-------- EXERCISE INPUT --------
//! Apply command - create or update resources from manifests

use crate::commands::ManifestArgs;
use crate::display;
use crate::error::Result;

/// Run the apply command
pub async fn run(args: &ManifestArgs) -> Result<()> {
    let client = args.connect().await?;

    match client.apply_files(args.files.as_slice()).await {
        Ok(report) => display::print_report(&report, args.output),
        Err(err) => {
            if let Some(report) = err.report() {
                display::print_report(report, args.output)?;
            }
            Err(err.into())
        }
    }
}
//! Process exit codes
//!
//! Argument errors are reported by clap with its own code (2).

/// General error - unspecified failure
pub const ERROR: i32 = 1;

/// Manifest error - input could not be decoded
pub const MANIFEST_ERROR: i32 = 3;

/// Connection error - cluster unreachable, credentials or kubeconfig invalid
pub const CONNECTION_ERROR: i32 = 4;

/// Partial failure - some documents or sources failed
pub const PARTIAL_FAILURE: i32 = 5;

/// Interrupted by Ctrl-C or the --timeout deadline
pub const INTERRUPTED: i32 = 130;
--------
-------- EXERCISE INPUT --------
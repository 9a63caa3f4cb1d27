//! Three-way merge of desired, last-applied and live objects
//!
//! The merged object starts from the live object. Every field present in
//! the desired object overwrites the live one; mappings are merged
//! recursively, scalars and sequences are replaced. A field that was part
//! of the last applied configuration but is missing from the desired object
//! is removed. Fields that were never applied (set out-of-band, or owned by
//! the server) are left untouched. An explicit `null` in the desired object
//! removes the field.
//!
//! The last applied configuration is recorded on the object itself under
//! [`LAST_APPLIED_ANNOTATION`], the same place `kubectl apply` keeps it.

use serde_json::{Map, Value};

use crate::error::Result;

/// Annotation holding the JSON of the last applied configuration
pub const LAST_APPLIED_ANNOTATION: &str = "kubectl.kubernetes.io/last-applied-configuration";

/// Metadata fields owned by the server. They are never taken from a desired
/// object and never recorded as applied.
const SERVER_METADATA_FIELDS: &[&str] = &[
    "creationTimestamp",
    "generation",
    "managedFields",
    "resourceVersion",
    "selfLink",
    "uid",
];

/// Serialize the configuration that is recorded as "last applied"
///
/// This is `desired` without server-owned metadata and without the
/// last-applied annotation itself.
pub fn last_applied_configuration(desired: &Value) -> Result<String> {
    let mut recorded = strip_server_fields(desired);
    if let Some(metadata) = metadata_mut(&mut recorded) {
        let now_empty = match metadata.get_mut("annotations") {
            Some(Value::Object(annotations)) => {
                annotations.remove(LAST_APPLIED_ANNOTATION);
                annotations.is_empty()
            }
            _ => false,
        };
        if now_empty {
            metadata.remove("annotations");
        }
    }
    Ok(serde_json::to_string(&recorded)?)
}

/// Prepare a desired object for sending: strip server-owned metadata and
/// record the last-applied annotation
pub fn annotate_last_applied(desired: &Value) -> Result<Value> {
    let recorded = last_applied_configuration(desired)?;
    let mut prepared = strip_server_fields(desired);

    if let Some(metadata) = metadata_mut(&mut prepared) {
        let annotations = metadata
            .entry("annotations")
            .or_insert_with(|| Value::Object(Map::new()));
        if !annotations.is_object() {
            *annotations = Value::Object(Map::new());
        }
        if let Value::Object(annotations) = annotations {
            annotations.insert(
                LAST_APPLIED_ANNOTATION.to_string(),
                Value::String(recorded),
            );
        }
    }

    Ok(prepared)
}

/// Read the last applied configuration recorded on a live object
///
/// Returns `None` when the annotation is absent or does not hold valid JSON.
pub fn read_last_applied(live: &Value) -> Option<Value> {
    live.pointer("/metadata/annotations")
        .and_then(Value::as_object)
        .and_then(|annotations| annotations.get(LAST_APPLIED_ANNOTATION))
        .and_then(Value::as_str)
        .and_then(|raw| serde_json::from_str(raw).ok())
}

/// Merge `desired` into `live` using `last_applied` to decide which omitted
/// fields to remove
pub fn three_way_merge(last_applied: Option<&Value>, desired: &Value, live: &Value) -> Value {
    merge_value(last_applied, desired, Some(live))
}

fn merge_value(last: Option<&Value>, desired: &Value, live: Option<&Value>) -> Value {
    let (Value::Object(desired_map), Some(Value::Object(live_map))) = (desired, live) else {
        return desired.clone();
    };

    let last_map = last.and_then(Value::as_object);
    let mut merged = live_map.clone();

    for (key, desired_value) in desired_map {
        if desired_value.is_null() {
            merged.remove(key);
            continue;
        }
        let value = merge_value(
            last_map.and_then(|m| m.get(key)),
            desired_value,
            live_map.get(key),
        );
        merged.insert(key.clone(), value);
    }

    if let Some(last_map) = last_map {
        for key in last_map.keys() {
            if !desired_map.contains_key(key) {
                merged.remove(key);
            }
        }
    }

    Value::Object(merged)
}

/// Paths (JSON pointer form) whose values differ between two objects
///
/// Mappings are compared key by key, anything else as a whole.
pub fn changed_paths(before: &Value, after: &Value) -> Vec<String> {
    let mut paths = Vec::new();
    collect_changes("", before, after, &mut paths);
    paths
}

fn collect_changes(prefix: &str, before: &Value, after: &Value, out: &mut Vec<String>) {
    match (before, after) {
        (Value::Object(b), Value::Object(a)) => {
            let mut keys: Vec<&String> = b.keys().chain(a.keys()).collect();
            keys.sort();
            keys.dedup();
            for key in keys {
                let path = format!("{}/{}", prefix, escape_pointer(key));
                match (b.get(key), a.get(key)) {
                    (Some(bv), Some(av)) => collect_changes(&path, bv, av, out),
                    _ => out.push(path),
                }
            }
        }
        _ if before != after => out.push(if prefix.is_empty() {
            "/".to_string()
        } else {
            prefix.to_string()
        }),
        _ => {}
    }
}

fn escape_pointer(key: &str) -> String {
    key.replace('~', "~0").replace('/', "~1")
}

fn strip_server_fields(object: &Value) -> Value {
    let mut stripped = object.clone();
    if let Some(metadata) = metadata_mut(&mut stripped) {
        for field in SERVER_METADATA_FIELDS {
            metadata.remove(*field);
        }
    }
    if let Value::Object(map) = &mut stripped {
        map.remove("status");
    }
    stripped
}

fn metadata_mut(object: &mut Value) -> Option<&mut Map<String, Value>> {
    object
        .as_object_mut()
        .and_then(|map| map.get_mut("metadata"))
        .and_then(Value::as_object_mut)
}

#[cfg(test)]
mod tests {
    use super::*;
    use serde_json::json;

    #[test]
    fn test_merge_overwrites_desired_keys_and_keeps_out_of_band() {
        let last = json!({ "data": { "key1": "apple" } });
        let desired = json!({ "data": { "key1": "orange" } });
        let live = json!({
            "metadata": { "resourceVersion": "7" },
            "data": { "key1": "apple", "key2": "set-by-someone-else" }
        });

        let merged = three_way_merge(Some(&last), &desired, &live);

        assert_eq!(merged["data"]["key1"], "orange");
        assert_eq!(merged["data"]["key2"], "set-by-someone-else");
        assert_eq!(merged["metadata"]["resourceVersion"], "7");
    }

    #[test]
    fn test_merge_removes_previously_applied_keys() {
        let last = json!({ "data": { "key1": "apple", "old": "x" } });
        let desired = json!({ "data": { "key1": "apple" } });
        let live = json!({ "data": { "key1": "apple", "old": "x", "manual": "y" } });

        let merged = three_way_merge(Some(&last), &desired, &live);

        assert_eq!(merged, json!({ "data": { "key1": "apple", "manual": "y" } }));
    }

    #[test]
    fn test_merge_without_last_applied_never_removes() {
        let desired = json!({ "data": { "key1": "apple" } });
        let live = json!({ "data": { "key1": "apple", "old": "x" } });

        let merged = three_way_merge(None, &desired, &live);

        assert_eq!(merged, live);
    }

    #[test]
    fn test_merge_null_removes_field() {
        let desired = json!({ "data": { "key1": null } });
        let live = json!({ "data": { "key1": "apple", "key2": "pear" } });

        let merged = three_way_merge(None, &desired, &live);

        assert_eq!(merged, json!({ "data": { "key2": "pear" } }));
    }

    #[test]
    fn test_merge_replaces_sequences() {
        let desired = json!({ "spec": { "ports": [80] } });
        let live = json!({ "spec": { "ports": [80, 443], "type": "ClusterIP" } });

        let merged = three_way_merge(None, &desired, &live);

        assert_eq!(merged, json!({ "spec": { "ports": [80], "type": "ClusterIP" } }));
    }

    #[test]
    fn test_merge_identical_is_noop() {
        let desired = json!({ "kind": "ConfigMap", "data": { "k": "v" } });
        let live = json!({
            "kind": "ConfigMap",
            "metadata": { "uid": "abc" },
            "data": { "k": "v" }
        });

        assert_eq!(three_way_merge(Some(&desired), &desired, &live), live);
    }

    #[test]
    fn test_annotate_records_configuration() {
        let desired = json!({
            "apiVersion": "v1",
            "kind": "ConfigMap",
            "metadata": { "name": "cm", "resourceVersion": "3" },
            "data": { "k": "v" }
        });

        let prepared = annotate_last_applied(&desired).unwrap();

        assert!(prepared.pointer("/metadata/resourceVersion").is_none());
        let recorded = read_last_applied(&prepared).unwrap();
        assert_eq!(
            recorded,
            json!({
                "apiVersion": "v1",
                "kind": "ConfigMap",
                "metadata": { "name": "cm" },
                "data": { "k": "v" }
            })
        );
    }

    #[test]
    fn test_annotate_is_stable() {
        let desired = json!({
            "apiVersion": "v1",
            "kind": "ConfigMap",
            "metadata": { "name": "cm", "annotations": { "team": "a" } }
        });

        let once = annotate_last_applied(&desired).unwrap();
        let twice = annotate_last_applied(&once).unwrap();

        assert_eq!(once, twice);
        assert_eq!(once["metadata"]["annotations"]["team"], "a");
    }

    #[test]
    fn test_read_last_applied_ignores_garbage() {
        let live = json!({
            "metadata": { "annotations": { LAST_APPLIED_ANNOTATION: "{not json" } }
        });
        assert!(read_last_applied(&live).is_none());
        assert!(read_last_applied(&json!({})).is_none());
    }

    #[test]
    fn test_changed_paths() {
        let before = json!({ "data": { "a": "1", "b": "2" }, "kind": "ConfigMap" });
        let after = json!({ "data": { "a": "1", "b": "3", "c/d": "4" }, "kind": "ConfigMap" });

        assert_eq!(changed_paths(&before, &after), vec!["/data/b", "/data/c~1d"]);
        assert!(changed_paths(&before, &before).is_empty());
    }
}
--------
* [WHAT THE TASK ASKS]: Check each line of these records for the string "into" and state only how many lines have it.

* [TASK RESPONSE]: 2